→ Required action
Below are some entries. Copy each line in them that holds "scans".

Stored items:
::::

//! Backing-store trait.
//!
//! [`StoreBackend`] is the minimal remote key-value interface the engine
//! needs: point reads and writes with an optional TTL, deletes, absolute
//! expiry and cursor-paged prefix scans. Keys are UTF-8 strings (see
//! [`keys`](crate::keys)); values are opaque bytes.
//!
//! Implementations:
//!
//! | Backend | Crate | Use |
//! |---------|-------|-----|
//! | [`MemoryBackend`](crate::MemoryBackend) | this crate | tests, single-process deployments |
//! | `RedisBackend` | `tinyolly-common-storage-redis` | production |
//!
//! Backends do not retry. Retries, deadlines and concurrency bounds are the
//! job of [`StoreClient`](crate::StoreClient). A backend maps its native
//! errors onto [`StorageError`](crate::StorageError), using `Connection` for
//! anything worth retrying.

use std::time::Duration;

use async_trait::async_trait;
use bytes::Bytes;
use chrono::{DateTime, Utc};

use crate::{
    error::StorageResult,
    health::{HealthProbe, HealthStatus},
};

/// A key and its value, as returned by prefix scans.
#[derive(Debug, Clone, PartialEq, Eq)]
pub struct KeyValue {
    /// Full key.
    pub key: String,
    /// Stored value.
    pub value: Bytes,
}

impl KeyValue {
    /// Creates a new pair.
    pub fn new(key: impl Into<String>, value: impl Into<Bytes>) -> Self {
        Self { key: key.into(), value: value.into() }
    }
}

/// One page of a prefix scan.
#[derive(Debug, Clone, Default, PartialEq, Eq)]
pub struct ScanPage {
    /// Entries in this page, in ascending key order for ordered backends.
    pub entries: Vec<KeyValue>,
    /// Cursor for the next page; `None` when the scan is complete.
    pub next_cursor: Option<String>,
}

impl ScanPage {
    /// Returns `true` if no further pages follow.
    #[must_use]
    pub fn is_last(&self) -> bool {
        self.next_cursor.is_none()
    }
}

/// Remote key-value store used by the storage engine.
#[async_trait]
pub trait StoreBackend: Send + Sync + 'static {
    /// Short backend identifier used in logs and health metadata.
    fn name(&self) -> &'static str;

    /// Reads a key. Absent or expired keys return `Ok(None)`.
    #[must_use = "storage operations may fail and errors must be handled"]
    async fn get(&self, key: &str) -> StorageResult<Option<Bytes>>;

    /// Writes a key, replacing any previous value. With `ttl`, the store
    /// removes the key once it elapses; without, any previous expiry is
    /// cleared.
    #[must_use = "storage operations may fail and errors must be handled"]
    async fn put(&self, key: &str, value: Bytes, ttl: Option<Duration>) -> StorageResult<()>;

    /// Deletes a key. Returns `true` if it existed.
    #[must_use = "storage operations may fail and errors must be handled"]
    async fn delete(&self, key: &str) -> StorageResult<bool>;

    /// Returns up to `limit` entries whose key starts with `prefix`.
    ///
    /// `cursor` is `None` for the first page and otherwise the
    /// [`ScanPage::next_cursor`] of the previous page. Cursors are opaque and
    /// backend-specific. `limit` is a page-size hint: a page may hold fewer
    /// entries while more remain, or a few more than asked. Only a `None`
    /// cursor ends the scan. A key may appear on more than one page, and keys
    /// written during a scan may or may not be returned.
    #[must_use = "storage operations may fail and errors must be handled"]
    async fn scan_prefix(
        &self,
        prefix: &str,
        cursor: Option<&str>,
        limit: usize,
    ) -> StorageResult<ScanPage>;

    /// Sets an absolute expiry on an existing key. Returns `false` if the key
    /// does not exist. An instant in the past removes the key.
    #[must_use = "storage operations may fail and errors must be handled"]
    async fn expire_at(&self, key: &str, at: DateTime<Utc>) -> StorageResult<bool>;

    /// Probes backend health.
    #[must_use = "health check results indicate backend availability and must be inspected"]
    async fn health_check(&self, probe: HealthProbe) -> StorageResult<HealthStatus>;
}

::::

→ Task answer
//! expiry and cursor-paged prefix scans. Keys are UTF-8 strings (see
/// A key and its value, as returned by prefix scans.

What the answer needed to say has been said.